START Working data

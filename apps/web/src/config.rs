//! # Server Configuration
//!
//! ## Load Order (later overrides earlier)
//! ```text
//! ┌─────────────────────────────────────────────────────────────────────────┐
//! │  1. Default values                                                      │
//! │     127.0.0.1:8080, database in the platform data dir, page size 20,    │
//! │     sessions expire after 8 idle hours                                  │
//! │                                                                         │
//! │  2. Config file                                                         │
//! │     $MOSTRADOR_CONFIG, else                                             │
//! │     ~/.config/mostrador/mostrador.toml (Linux)                          │
//! │     ~/Library/Application Support/com.mostrador.mostrador/... (macOS)   │
//! │                                                                         │
//! │  3. Environment variables (highest priority)                            │
//! │     MOSTRADOR_BIND_ADDR, MOSTRADOR_PORT, MOSTRADOR_DB_PATH,             │
//! │     MOSTRADOR_STORE_NAME, MOSTRADOR_PAGE_SIZE,                          │
//! │     MOSTRADOR_SESSION_TTL_MINUTES                                       │
//! └─────────────────────────────────────────────────────────────────────────┘
//! ```
//!
//! ## Example
//! ```toml
//! # mostrador.toml
//! [server]
//! bind_addr = "0.0.0.0"
//! port = 8080
//! session_ttl_minutes = 480
//!
//! [database]
//! path = "/var/lib/mostrador/mostrador.db"
//! max_connections = 5
//!
//! [store]
//! name = "Almacén San Martín"
//! currency_symbol = "$"
//! page_size = 20
//! ```

use std::net::SocketAddr;
use std::path::{Path, PathBuf};
use std::time::Duration;

use directories::ProjectDirs;
use mostrador_core::types::MAX_PAGE_SIZE;
use mostrador_core::{Money, DEFAULT_PAGE_SIZE};
use serde::{Deserialize, Serialize};
use thiserror::Error;
use tracing::{debug, info, warn};

use crate::state::DEFAULT_SESSION_TTL;

const CONFIG_FILE: &str = "mostrador.toml";
const DATABASE_FILE: &str = "mostrador.db";

/// Configuration error types.
#[derive(Debug, Error)]
pub enum ConfigError {
    #[error("Failed to read config file: {0}")]
    Io(#[from] std::io::Error),

    #[error("Failed to parse config file: {0}")]
    Parse(#[from] toml::de::Error),

    #[error("Invalid value for {0}")]
    InvalidValue(String),

    #[error("Could not determine the data directory")]
    NoDataDir,
}

// =============================================================================
// Sections
// =============================================================================

#[derive(Debug, Clone, PartialEq, Eq, Serialize, Deserialize)]
#[serde(default)]
pub struct ServerConfig {
    pub bind_addr: String,
    pub port: u16,
    /// Idle minutes before a sale session is dropped.
    pub session_ttl_minutes: u64,
}

impl Default for ServerConfig {
    fn default() -> Self {
        ServerConfig {
            bind_addr: "127.0.0.1".to_string(),
            port: 8080,
            session_ttl_minutes: DEFAULT_SESSION_TTL.as_secs() / 60,
        }
    }
}

#[derive(Debug, Clone, PartialEq, Eq, Serialize, Deserialize)]
#[serde(default)]
pub struct DatabaseConfig {
    /// `None` means the platform data directory.
    pub path: Option<PathBuf>,
    pub max_connections: u32,
}

impl Default for DatabaseConfig {
    fn default() -> Self {
        DatabaseConfig {
            path: None,
            max_connections: 5,
        }
    }
}

/// Shop-facing settings, also served to the front end.
#[derive(Debug, Clone, PartialEq, Eq, Serialize, Deserialize)]
#[serde(default)]
pub struct StoreConfig {
    pub name: String,
    pub currency_symbol: String,
    /// Rows per page in listings.
    pub page_size: u32,
}

impl Default for StoreConfig {
    fn default() -> Self {
        StoreConfig {
            name: "Mostrador".to_string(),
            currency_symbol: "$".to_string(),
            page_size: DEFAULT_PAGE_SIZE,
        }
    }
}

// =============================================================================
// AppConfig
// =============================================================================

#[derive(Debug, Clone, Default, PartialEq, Eq, Serialize, Deserialize)]
#[serde(default)]
pub struct AppConfig {
    pub server: ServerConfig,
    pub database: DatabaseConfig,
    pub store: StoreConfig,
}

impl AppConfig {
    /// Loads defaults, then the config file, then the process environment.
    pub fn load() -> Result<Self, ConfigError> {
        let path = std::env::var("MOSTRADOR_CONFIG")
            .ok()
            .map(PathBuf::from)
            .or_else(Self::default_config_path);

        Self::load_with(path.as_deref(), |key| std::env::var(key).ok())
    }

    /// Same as [`load`](Self::load) with an explicit file and variable lookup.
    pub fn load_with(
        path: Option<&Path>,
        env: impl Fn(&str) -> Option<String>,
    ) -> Result<Self, ConfigError> {
        let mut config = match path {
            Some(path) if path.exists() => {
                info!(?path, "Loading config from file");
                Self::from_toml(&std::fs::read_to_string(path)?)?
            }
            Some(path) => {
                debug!(?path, "Config file not found, using defaults");
                Self::default()
            }
            None => Self::default(),
        };

        config.apply_env_overrides(env)?;
        config.validate()?;
        Ok(config)
    }

    pub fn from_toml(contents: &str) -> Result<Self, ConfigError> {
        Ok(toml::from_str(contents)?)
    }

    fn apply_env_overrides(
        &mut self,
        env: impl Fn(&str) -> Option<String>,
    ) -> Result<(), ConfigError> {
        if let Some(addr) = env("MOSTRADOR_BIND_ADDR") {
            debug!(bind_addr = %addr, "Overriding bind address from environment");
            self.server.bind_addr = addr;
        }

        if let Some(port) = env("MOSTRADOR_PORT") {
            self.server.port = port
                .parse()
                .map_err(|_| ConfigError::InvalidValue("MOSTRADOR_PORT".to_string()))?;
        }

        if let Some(minutes) = env("MOSTRADOR_SESSION_TTL_MINUTES") {
            self.server.session_ttl_minutes = minutes.parse().map_err(|_| {
                ConfigError::InvalidValue("MOSTRADOR_SESSION_TTL_MINUTES".to_string())
            })?;
        }

        if let Some(path) = env("MOSTRADOR_DB_PATH") {
            debug!(path = %path, "Overriding database path from environment");
            self.database.path = Some(PathBuf::from(path));
        }

        if let Some(name) = env("MOSTRADOR_STORE_NAME") {
            self.store.name = name;
        }

        if let Some(size) = env("MOSTRADOR_PAGE_SIZE") {
            match size.parse::<u32>() {
                Ok(size) => self.store.page_size = size,
                Err(_) => warn!(value = %size, "Ignoring unparsable MOSTRADOR_PAGE_SIZE"),
            }
        }

        Ok(())
    }

    /// Validates the configuration.
    pub fn validate(&self) -> Result<(), ConfigError> {
        self.socket_addr()?;

        if self.server.session_ttl_minutes == 0 {
            return Err(ConfigError::InvalidValue("server.session_ttl_minutes".to_string()));
        }

        if self.database.max_connections == 0 {
            return Err(ConfigError::InvalidValue("database.max_connections".to_string()));
        }

        if self.store.page_size == 0 || self.store.page_size > MAX_PAGE_SIZE {
            return Err(ConfigError::InvalidValue("store.page_size".to_string()));
        }

        if self.store.name.trim().is_empty() {
            return Err(ConfigError::InvalidValue("store.name".to_string()));
        }

        Ok(())
    }

    pub fn socket_addr(&self) -> Result<SocketAddr, ConfigError> {
        format!("{}:{}", self.server.bind_addr, self.server.port)
            .parse()
            .map_err(|_| ConfigError::InvalidValue("server.bind_addr".to_string()))
    }

    /// Database file, creating the platform data directory when it is used.
    pub fn database_path(&self) -> Result<PathBuf, ConfigError> {
        if let Some(path) = &self.database.path {
            return Ok(path.clone());
        }

        let dirs =
            ProjectDirs::from("com", "mostrador", "mostrador").ok_or(ConfigError::NoDataDir)?;
        let data_dir = dirs.data_dir();
        std::fs::create_dir_all(data_dir)?;

        Ok(data_dir.join(DATABASE_FILE))
    }

    pub fn session_ttl(&self) -> Duration {
        Duration::from_secs(self.server.session_ttl_minutes.saturating_mul(60))
    }

    /// Amount with the store's currency symbol, as shown on cart totals.
    pub fn format_money(&self, amount: Money) -> String {
        amount.format_with_symbol(&self.store.currency_symbol)
    }

    fn default_config_path() -> Option<PathBuf> {
        ProjectDirs::from("com", "mostrador", "mostrador")
            .map(|dirs| dirs.config_dir().join(CONFIG_FILE))
    }
}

END Working data

What the exercise asks: Note every line of the records that holds the word "Option", and copy it.

Answer below:
    pub path: Option<PathBuf>,
        path: Option<&Path>,
        env: impl Fn(&str) -> Option<String>,
        env: impl Fn(&str) -> Option<String>,
    fn default_config_path() -> Option<PathBuf> {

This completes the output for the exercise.